▼
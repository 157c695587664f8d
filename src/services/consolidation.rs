//! Memory consolidation service.
//!
//! Promotes recurring episodic topics into semantic patterns and nudges the
//! identity traits those patterns corroborate.

use crate::models::{ConsolidationStats, MemoryId, MemoryKind, MemoryRecord, Valence};
use crate::scoring::{ImportanceInput, MemoryScorer, clamp_unit};
use crate::storage::MemoryCollection;
use std::collections::{BTreeMap, BTreeSet};
use std::sync::Arc;

/// Strength added to a trait each time a pattern corroborates it.
pub const TRAIT_NUDGE: f32 = 0.1;

/// Occurrences at which a pattern reaches full confidence.
const FULL_CONFIDENCE_OCCURRENCES: f32 = 10.0;

/// Per-topic tally gathered from the episodic log.
#[derive(Debug, Default)]
struct TopicTally {
    count: usize,
    valence: [usize; 4],
}

impl TopicTally {
    const fn add(&mut self, valence: Valence) {
        self.count += 1;
        let slot = match valence {
            Valence::Positive => 0,
            Valence::Negative => 1,
            Valence::Neutral => 2,
            Valence::Mixed => 3,
        };
        self.valence[slot] += 1;
    }

    fn dominant_valence(&self) -> Valence {
        Valence::dominant(
            self.valence[0],
            self.valence[1],
            self.valence[2],
            self.valence[3],
        )
    }
}

/// Service for consolidating a memory collection.
pub struct ConsolidationService {
    /// Minimum occurrences of a topic to become a pattern.
    pattern_threshold: usize,
    /// Scorer used for pattern importance and trait matching.
    scorer: Arc<dyn MemoryScorer>,
}

impl ConsolidationService {
    /// Creates a new consolidation service.
    #[must_use]
    pub fn new(pattern_threshold: usize, scorer: Arc<dyn MemoryScorer>) -> Self {
        Self {
            pattern_threshold: pattern_threshold.max(1),
            scorer,
        }
    }

    /// Runs one consolidation pass over `collection` at time `now`.
    ///
    /// Patterns whose occurrence count has not changed since they were last
    /// promoted are left untouched, so repeated passes without new episodic
    /// input leave the semantic and identity maps unchanged. A pattern whose
    /// count dropped (after deletion or eviction) is refreshed without
    /// nudging any trait.
    pub fn run(&self, collection: &mut MemoryCollection, now: u64) -> ConsolidationStats {
        let mut stats = ConsolidationStats {
            scanned: collection.episodic.len(),
            ..ConsolidationStats::default()
        };

        let mut tallies: BTreeMap<String, TopicTally> = BTreeMap::new();
        for record in &collection.episodic {
            for topic in &record.topics {
                tallies
                    .entry(topic.clone())
                    .or_default()
                    .add(record.valence);
            }
        }

        for (topic, tally) in tallies
            .into_iter()
            .filter(|(_, t)| t.count >= self.pattern_threshold)
        {
            stats.patterns_found += 1;

            let previous = collection
                .consolidated_counts
                .get(&topic)
                .copied()
                .filter(|_| collection.semantic.contains_key(&topic));
            if previous == Some(tally.count) {
                continue;
            }

            let record = self.pattern_record(collection, &topic, &tally, now);
            // Traits only gain strength from new evidence, never from a shrinking log.
            let grew = previous.is_none_or(|count| tally.count > count);
            if grew {
                for name in self.scorer.traits_for(&record.content) {
                    collection.nudge_trait(name, TRAIT_NUDGE);
                    stats.identity_updates += 1;
                }
            }

            tracing::debug!(
                topic = %topic,
                occurrences = tally.count,
                confidence = record.confidence,
                grew,
                "promoted semantic pattern"
            );
            collection.upsert_semantic(topic.clone(), record);
            collection.consolidated_counts.insert(topic, tally.count);
            stats.semantic_written += 1;
        }

        let efficiency = efficiency(
            collection.semantic.len() + collection.identity.len(),
            collection.total_memories,
        );
        collection.mark_consolidated(now, efficiency);

        stats
    }

    /// Builds the semantic record for a pattern, reusing the ID of any record
    /// already stored under the same key.
    #[allow(clippy::cast_precision_loss)]
    fn pattern_record(
        &self,
        collection: &MemoryCollection,
        topic: &str,
        tally: &TopicTally,
        now: u64,
    ) -> MemoryRecord {
        let content = format!(
            "Recurring topic '{topic}' observed in {} episodic memories",
            tally.count
        );
        let topics: BTreeSet<String> = std::iter::once(topic.to_string()).collect();
        let entities = BTreeSet::new();
        let importance = self.scorer.importance(&ImportanceInput {
            content: &content,
            entities: &entities,
            topics: &topics,
        });
        let id = collection
            .semantic
            .get(topic)
            .map_or_else(|| MemoryId::generate(MemoryKind::Semantic), |r| r.id.clone());

        MemoryRecord {
            id,
            kind: MemoryKind::Semantic,
            content,
            created_at: now,
            confidence: clamp_unit(tally.count as f32 / FULL_CONFIDENCE_OCCURRENCES),
            importance,
            valence: tally.dominant_valence(),
            entities,
            topics,
            collaboration: Vec::new(),
        }
    }
}

/// `min(1, 2 * derived / total)`, or 0 when nothing has been stored.
#[allow(clippy::cast_precision_loss)]
fn efficiency(derived: usize, total_memories: u64) -> f32 {
    if total_memories == 0 {
        return 0.0;
    }
    clamp_unit(2.0 * derived as f32 / total_memories as f32)
}

#[cfg(test)]
mod tests {
    use super::*;
    use crate::models::normalize_tags;
    use crate::scoring::HeuristicScorer;

    fn episodic(id: &str, topics: &[&str], valence: Valence) -> MemoryRecord {
        MemoryRecord {
            id: MemoryId::new(id),
            kind: MemoryKind::Episodic,
            content: format!("event {id}"),
            created_at: 0,
            confidence: 1.0,
            importance: 0.5,
            valence,
            entities: BTreeSet::new(),
            topics: normalize_tags(topics),
            collaboration: Vec::new(),
        }
    }

    fn collection_with(records: Vec<MemoryRecord>) -> MemoryCollection {
        let mut collection = MemoryCollection::new(0);
        for record in records {
            collection.push_episodic(record);
            collection.total_memories += 1;
        }
        collection
    }

    fn service() -> ConsolidationService {
        ConsolidationService::new(3, Arc::new(HeuristicScorer))
    }

    #[test]
    fn test_consolidate_empty() {
        let mut collection = MemoryCollection::new(0);
        let stats = service().run(&mut collection, 10);
        assert_eq!(stats, ConsolidationStats::default());
        assert_eq!(collection.last_consolidation(), 10);
        assert!(collection.efficiency().abs() < f32::EPSILON);
    }

    #[test]
    fn test_below_threshold_not_promoted() {
        let mut collection = collection_with(vec![
            episodic("a", &["billing"], Valence::Neutral),
            episodic("b", &["billing"], Valence::Neutral),
        ]);
        let stats = service().run(&mut collection, 1);
        assert_eq!(stats.scanned, 2);
        assert_eq!(stats.patterns_found, 0);
        assert!(collection.semantic().is_empty());
    }

    #[test]
    fn test_pattern_confidence_and_valence() {
        let mut collection = collection_with(vec![
            episodic("a", &["billing"], Valence::Negative),
            episodic("b", &["billing"], Valence::Negative),
            episodic("c", &["billing"], Valence::Neutral),
            episodic("d", &["billing"], Valence::Negative),
        ]);
        let stats = service().run(&mut collection, 1);
        assert_eq!(stats.patterns_found, 1);
        assert_eq!(stats.semantic_written, 1);
        let pattern = collection.semantic().get("billing");
        assert!(pattern.is_some_and(|p| (p.confidence - 0.4).abs() < 1e-6));
        assert!(pattern.is_some_and(|p| p.valence == Valence::Negative));
        assert!(pattern.is_some_and(|p| p.kind == MemoryKind::Semantic));
    }

    #[test]
    fn test_trait_nudged_by_pattern() {
        let mut collection = collection_with(vec![
            episodic("a", &["design"], Valence::Positive),
            episodic("b", &["design"], Valence::Positive),
            episodic("c", &["design"], Valence::Positive),
        ]);
        let stats = service().run(&mut collection, 1);
        assert_eq!(stats.identity_updates, 1);
        let strength = collection.identity().get("creative").copied();
        assert!(strength.is_some_and(|s| (s - TRAIT_NUDGE).abs() < 1e-6));
        // (1 semantic + 1 identity) * 2 / 3 stored, clamped
        assert!((collection.efficiency() - 1.0).abs() < f32::EPSILON);
    }

    #[test]
    fn test_rerun_is_idempotent() {
        let mut collection = collection_with(vec![
            episodic("a", &["team", "design"], Valence::Positive),
            episodic("b", &["team", "design"], Valence::Neutral),
            episodic("c", &["team", "design"], Valence::Positive),
        ]);
        let svc = service();
        let first = svc.run(&mut collection, 1);
        let semantic = collection.semantic().clone();
        let identity = collection.identity().clone();
        let efficiency = collection.efficiency();

        let second = svc.run(&mut collection, 2);
        assert_eq!(first.patterns_found, second.patterns_found);
        assert!(second.is_noop());
        assert_eq!(collection.semantic(), &semantic);
        assert_eq!(collection.identity(), &identity);
        assert!((collection.efficiency() - efficiency).abs() < f32::EPSILON);
    }

    #[test]
    fn test_growth_overwrites_with_same_id() {
        let mut collection = collection_with(vec![
            episodic("a", &["billing"], Valence::Neutral),
            episodic("b", &["billing"], Valence::Neutral),
            episodic("c", &["billing"], Valence::Neutral),
        ]);
        let svc = service();
        svc.run(&mut collection, 1);
        let first_id = collection.semantic().get("billing").map(|r| r.id.clone());

        collection.push_episodic(episodic("d", &["billing"], Valence::Neutral));
        let stats = svc.run(&mut collection, 2);
        assert_eq!(stats.semantic_written, 1);
        assert_eq!(collection.semantic().len(), 1);
        let pattern = collection.semantic().get("billing");
        assert_eq!(pattern.map(|r| r.id.clone()), first_id);
        assert!(pattern.is_some_and(|p| p.content.contains("4 episodic")));
    }

    #[test]
    fn test_shrinking_pattern_does_not_nudge_traits() {
        let mut collection = collection_with(vec![
            episodic("a", &["design"], Valence::Positive),
            episodic("b", &["design"], Valence::Positive),
            episodic("c", &["design"], Valence::Positive),
            episodic("d", &["design"], Valence::Positive),
        ]);
        let svc = service();
        svc.run(&mut collection, 1);
        let before = collection.identity().get("creative").copied();
        assert!(before.is_some_and(|s| (s - TRAIT_NUDGE).abs() < 1e-6));

        assert!(collection.remove(&MemoryId::new("d")).is_some());
        let stats = svc.run(&mut collection, 2);
        assert_eq!(stats.semantic_written, 1);
        assert_eq!(stats.identity_updates, 0);
        assert_eq!(collection.identity().get("creative").copied(), before);
        let pattern = collection.semantic().get("design");
        assert!(pattern.is_some_and(|p| (p.confidence - 0.3).abs() < 1e-6));
        assert!(pattern.is_some_and(|p| p.content.contains("3 episodic")));

        // Regaining the deleted occurrence counts as new evidence again.
        collection.push_episodic(episodic("e", &["design"], Valence::Positive));
        let stats = svc.run(&mut collection, 3);
        assert_eq!(stats.identity_updates, 1);
    }

    #[test]
    fn test_efficiency() {
        assert!(efficiency(0, 0).abs() < f32::EPSILON);
        assert!((efficiency(1, 10) - 0.2).abs() < 1e-6);
        assert!((efficiency(30, 10) - 1.0).abs() < f32::EPSILON);
    }
}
▲
Exercise objective: Exactly those lines that run from the start of the listing to the line containing "#[must_use]" should be output, and no others.

Task response:
repository 157c695587664f8d
filename src/services/consolidation.rs
//! Memory consolidation service.
//!
//! Promotes recurring episodic topics into semantic patterns and nudges the
//! identity traits those patterns corroborate.

use crate::models::{ConsolidationStats, MemoryId, MemoryKind, MemoryRecord, Valence};
use crate::scoring::{ImportanceInput, MemoryScorer, clamp_unit};
use crate::storage::MemoryCollection;
use std::collections::{BTreeMap, BTreeSet};
use std::sync::Arc;

/// Strength added to a trait each time a pattern corroborates it.
pub const TRAIT_NUDGE: f32 = 0.1;

/// Occurrences at which a pattern reaches full confidence.
const FULL_CONFIDENCE_OCCURRENCES: f32 = 10.0;

/// Per-topic tally gathered from the episodic log.
#[derive(Debug, Default)]
struct TopicTally {
    count: usize,
    valence: [usize; 4],
}

impl TopicTally {
    const fn add(&mut self, valence: Valence) {
        self.count += 1;
        let slot = match valence {
            Valence::Positive => 0,
            Valence::Negative => 1,
            Valence::Neutral => 2,
            Valence::Mixed => 3,
        };
        self.valence[slot] += 1;
    }

    fn dominant_valence(&self) -> Valence {
        Valence::dominant(
            self.valence[0],
            self.valence[1],
            self.valence[2],
            self.valence[3],
        )
    }
}

/// Service for consolidating a memory collection.
pub struct ConsolidationService {
    /// Minimum occurrences of a topic to become a pattern.
    pattern_threshold: usize,
    /// Scorer used for pattern importance and trait matching.
    scorer: Arc<dyn MemoryScorer>,
}

impl ConsolidationService {
    /// Creates a new consolidation service.
    #[must_use]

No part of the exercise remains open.